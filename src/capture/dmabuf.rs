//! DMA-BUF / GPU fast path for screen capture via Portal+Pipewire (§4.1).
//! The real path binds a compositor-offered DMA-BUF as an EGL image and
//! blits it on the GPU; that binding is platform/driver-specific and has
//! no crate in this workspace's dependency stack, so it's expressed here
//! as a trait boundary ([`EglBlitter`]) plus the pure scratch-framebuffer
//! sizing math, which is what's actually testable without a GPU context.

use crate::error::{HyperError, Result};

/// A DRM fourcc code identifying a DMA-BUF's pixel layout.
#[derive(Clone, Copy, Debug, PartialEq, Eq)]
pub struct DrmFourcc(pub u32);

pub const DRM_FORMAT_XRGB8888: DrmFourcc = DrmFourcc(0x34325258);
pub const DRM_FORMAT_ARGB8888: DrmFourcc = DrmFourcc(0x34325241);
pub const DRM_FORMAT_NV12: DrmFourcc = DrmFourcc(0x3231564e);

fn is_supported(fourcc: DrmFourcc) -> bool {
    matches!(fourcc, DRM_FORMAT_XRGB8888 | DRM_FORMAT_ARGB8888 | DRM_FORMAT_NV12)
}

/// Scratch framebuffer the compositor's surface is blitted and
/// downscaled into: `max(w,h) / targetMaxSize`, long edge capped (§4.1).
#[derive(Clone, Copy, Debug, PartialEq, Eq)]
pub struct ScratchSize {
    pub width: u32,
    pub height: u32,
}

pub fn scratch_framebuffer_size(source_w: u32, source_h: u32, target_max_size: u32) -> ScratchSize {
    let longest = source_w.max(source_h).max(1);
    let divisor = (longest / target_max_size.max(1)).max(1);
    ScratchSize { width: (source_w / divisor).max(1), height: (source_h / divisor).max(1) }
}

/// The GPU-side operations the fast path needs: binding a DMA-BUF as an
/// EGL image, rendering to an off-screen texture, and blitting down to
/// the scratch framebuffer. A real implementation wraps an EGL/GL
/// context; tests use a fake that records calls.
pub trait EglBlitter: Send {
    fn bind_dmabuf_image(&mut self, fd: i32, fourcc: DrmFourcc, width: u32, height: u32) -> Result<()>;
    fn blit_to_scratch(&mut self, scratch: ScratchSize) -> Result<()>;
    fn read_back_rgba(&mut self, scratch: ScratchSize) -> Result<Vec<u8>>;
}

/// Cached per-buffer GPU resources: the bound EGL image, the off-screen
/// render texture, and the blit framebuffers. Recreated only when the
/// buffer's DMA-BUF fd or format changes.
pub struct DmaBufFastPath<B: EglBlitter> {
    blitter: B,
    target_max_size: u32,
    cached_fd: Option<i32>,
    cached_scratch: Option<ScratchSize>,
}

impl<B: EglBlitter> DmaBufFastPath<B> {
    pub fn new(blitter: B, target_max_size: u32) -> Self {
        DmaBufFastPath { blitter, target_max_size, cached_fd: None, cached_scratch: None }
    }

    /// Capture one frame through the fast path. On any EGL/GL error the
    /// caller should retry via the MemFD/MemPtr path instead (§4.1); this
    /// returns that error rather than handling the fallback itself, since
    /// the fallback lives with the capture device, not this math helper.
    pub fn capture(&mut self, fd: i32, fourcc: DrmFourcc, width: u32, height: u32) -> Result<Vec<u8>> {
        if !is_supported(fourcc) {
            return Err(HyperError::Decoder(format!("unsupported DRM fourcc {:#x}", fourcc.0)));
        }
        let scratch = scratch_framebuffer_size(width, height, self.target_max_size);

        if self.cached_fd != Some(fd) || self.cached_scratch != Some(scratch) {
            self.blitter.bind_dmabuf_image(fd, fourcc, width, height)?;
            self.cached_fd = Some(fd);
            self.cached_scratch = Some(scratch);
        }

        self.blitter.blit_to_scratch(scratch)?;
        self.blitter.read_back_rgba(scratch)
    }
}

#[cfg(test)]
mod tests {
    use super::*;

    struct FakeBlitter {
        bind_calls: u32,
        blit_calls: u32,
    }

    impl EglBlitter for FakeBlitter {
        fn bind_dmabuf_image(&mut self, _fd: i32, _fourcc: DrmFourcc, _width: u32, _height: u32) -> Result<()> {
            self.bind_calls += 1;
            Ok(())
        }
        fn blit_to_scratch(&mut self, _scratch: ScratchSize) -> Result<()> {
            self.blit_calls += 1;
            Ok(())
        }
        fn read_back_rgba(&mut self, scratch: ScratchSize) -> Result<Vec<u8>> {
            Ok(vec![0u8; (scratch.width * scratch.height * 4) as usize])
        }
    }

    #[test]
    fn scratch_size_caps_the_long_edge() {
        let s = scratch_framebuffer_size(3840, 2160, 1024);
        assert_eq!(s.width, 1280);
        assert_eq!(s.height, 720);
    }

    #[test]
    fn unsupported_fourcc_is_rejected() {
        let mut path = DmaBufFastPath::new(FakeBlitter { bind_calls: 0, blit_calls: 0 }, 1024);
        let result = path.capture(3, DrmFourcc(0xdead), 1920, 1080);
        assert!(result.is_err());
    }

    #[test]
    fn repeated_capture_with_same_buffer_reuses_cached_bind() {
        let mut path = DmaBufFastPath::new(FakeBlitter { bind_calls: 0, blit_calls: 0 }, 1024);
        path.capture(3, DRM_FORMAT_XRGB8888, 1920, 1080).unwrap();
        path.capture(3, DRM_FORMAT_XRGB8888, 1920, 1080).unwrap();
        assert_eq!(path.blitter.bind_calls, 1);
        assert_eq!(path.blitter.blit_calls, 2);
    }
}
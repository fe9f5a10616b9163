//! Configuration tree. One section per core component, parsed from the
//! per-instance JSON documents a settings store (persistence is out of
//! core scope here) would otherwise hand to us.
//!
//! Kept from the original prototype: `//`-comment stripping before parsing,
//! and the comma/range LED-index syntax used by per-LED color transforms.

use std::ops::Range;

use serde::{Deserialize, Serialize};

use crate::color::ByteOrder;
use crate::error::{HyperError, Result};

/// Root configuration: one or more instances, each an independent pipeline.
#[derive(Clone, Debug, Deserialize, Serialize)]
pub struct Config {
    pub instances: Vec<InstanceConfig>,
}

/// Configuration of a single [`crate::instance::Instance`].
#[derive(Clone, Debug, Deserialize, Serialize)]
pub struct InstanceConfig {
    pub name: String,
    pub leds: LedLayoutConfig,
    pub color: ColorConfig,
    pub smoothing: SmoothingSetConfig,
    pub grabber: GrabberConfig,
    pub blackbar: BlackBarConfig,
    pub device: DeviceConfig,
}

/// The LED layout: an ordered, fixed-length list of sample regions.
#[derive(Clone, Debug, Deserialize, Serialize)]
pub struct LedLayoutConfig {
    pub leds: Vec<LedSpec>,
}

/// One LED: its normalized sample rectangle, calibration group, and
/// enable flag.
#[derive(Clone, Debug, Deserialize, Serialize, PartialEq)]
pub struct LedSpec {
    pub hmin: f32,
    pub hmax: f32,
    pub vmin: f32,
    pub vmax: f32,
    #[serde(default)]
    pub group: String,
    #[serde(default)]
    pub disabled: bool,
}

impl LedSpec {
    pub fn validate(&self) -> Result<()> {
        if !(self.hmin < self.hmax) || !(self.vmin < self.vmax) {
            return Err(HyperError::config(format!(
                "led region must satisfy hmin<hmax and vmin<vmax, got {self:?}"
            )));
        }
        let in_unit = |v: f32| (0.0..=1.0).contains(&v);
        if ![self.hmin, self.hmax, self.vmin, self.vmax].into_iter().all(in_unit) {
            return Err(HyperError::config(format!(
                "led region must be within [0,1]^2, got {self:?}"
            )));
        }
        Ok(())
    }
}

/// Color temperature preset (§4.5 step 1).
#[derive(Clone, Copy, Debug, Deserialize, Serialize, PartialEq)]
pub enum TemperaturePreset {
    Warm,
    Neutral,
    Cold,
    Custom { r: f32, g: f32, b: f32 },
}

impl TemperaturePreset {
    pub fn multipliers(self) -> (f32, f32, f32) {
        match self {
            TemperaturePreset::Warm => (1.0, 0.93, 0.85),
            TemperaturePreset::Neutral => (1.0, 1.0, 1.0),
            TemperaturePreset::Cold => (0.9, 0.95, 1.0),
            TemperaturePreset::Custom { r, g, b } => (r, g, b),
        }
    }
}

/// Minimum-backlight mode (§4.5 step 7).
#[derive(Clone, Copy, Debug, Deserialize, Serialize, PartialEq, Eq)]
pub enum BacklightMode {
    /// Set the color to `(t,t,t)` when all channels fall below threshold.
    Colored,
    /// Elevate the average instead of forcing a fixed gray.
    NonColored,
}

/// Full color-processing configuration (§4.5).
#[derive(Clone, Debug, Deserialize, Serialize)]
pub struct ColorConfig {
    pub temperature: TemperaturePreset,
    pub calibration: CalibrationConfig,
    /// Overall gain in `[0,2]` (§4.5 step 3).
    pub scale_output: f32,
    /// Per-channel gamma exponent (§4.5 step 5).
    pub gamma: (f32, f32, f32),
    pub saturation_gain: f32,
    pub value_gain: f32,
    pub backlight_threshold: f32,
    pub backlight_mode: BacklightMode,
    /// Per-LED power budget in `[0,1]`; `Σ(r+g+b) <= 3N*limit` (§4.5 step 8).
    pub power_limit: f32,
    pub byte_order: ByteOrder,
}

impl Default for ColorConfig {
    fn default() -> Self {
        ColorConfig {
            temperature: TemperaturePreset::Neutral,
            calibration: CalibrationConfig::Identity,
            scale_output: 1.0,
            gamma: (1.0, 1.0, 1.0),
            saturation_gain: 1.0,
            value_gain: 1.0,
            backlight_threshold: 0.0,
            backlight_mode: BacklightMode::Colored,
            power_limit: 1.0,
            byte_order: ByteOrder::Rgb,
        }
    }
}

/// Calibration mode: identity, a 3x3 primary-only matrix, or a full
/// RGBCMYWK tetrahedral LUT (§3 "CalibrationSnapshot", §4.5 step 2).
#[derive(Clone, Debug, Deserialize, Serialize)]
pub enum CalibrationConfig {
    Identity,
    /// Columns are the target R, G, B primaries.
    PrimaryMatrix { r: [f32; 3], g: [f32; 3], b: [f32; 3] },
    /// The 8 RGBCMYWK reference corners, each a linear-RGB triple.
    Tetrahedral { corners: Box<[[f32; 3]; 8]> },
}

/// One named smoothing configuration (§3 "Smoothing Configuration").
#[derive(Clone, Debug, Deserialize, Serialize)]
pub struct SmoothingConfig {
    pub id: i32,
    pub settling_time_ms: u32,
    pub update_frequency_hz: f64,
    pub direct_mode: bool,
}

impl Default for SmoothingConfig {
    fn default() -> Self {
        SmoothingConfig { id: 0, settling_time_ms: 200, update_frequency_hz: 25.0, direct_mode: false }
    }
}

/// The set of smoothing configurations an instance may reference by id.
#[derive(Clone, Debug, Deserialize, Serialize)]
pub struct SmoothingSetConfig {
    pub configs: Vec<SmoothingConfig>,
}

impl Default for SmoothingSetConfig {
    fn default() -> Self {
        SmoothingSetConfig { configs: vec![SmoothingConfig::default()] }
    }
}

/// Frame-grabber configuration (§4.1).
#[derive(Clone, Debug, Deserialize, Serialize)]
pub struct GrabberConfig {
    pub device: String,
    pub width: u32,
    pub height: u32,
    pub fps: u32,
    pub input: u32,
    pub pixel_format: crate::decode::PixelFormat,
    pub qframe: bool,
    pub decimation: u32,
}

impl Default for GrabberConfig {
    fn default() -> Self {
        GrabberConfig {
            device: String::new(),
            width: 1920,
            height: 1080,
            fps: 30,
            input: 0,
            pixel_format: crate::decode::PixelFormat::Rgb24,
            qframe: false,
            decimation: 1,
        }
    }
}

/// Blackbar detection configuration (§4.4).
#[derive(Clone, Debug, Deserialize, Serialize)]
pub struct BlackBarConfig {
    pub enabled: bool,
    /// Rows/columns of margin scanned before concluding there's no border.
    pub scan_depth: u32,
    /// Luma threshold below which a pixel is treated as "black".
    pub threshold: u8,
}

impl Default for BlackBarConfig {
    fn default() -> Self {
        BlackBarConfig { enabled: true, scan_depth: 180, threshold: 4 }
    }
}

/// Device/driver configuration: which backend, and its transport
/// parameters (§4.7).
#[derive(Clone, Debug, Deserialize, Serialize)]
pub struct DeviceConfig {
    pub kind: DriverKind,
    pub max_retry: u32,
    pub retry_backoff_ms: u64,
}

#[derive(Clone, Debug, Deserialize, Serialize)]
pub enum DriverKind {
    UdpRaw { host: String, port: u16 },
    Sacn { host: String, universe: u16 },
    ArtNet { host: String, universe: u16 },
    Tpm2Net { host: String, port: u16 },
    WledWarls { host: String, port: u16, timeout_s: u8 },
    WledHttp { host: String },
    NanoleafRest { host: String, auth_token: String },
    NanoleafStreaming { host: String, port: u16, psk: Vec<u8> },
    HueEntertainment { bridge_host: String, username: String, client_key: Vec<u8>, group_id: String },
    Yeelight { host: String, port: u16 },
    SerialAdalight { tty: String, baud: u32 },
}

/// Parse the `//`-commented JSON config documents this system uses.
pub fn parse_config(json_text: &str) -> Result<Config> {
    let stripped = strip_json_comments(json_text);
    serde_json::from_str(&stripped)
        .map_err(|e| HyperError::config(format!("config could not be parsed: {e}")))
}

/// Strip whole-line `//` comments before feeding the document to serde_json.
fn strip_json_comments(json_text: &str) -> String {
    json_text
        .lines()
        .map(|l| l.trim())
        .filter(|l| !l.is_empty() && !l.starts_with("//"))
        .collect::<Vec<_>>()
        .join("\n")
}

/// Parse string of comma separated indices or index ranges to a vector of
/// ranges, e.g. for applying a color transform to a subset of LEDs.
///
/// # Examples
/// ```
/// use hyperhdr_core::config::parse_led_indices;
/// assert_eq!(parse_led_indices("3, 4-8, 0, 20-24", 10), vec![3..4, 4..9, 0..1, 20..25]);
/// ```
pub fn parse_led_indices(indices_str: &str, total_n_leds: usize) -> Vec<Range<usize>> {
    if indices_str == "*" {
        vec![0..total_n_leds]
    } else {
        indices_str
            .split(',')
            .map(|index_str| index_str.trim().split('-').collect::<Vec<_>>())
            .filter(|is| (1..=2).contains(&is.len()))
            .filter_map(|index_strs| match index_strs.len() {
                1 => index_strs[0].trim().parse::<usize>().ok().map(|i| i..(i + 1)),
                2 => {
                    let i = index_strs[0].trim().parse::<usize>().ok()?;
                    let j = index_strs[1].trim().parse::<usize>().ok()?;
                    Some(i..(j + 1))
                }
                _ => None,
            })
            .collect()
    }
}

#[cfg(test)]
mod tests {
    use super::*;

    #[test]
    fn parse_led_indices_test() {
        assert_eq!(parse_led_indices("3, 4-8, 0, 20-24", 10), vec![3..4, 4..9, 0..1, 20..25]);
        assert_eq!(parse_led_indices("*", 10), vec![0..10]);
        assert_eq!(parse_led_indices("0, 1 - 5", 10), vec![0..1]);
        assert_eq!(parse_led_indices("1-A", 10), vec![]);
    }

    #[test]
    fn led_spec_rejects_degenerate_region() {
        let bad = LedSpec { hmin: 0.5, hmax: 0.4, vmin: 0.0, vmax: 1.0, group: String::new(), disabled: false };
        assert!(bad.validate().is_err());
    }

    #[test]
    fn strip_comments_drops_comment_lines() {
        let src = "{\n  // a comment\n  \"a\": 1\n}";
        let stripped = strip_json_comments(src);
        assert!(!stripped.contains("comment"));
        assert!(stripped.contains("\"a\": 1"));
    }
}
◆ ◆ ◆ ◆ ◆
| GOAL OF THE EXERCISE |
Search the entries above for the string "before", and report each line where it occurs.

| FINISHED TASK |
//! Kept from the original prototype: `//`-comment stripping before parsing,
    /// Rows/columns of margin scanned before concluding there's no border.
/// Strip whole-line `//` comments before feeding the document to serde_json.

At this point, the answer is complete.